**EXERCISE INSTRUCTIONS:**
Taking each line of the material below in turn, count those containing the string "LifecycleAssessment". Provide the number alone.

**WORKING DATA:**
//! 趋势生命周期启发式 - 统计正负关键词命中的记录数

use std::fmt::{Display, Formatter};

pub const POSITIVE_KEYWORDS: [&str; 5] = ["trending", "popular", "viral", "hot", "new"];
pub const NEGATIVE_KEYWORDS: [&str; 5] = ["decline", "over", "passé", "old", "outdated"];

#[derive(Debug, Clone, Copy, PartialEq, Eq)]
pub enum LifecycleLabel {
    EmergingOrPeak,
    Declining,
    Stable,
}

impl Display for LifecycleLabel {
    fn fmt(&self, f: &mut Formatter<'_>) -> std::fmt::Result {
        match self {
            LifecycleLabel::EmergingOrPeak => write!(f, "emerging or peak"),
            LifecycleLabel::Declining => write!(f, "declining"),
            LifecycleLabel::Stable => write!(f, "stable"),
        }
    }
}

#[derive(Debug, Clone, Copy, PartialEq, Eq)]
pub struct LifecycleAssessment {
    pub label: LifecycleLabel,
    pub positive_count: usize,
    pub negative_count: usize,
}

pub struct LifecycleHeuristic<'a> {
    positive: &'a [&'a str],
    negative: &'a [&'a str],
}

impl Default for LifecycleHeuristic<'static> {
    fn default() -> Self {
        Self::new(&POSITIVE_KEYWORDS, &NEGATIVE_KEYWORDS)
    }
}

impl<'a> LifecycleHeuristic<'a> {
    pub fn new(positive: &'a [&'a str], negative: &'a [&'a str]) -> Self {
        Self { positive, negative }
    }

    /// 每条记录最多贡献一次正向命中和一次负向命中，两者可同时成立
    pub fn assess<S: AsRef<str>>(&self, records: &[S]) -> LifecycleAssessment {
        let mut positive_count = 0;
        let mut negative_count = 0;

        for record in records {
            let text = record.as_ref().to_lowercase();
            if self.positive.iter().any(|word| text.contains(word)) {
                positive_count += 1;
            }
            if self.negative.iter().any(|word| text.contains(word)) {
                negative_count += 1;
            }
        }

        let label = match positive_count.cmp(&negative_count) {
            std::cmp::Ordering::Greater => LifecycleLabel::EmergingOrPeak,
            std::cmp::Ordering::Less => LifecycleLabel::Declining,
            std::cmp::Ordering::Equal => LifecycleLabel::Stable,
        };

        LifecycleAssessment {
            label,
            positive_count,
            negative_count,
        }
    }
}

**ANSWER AREA:**
3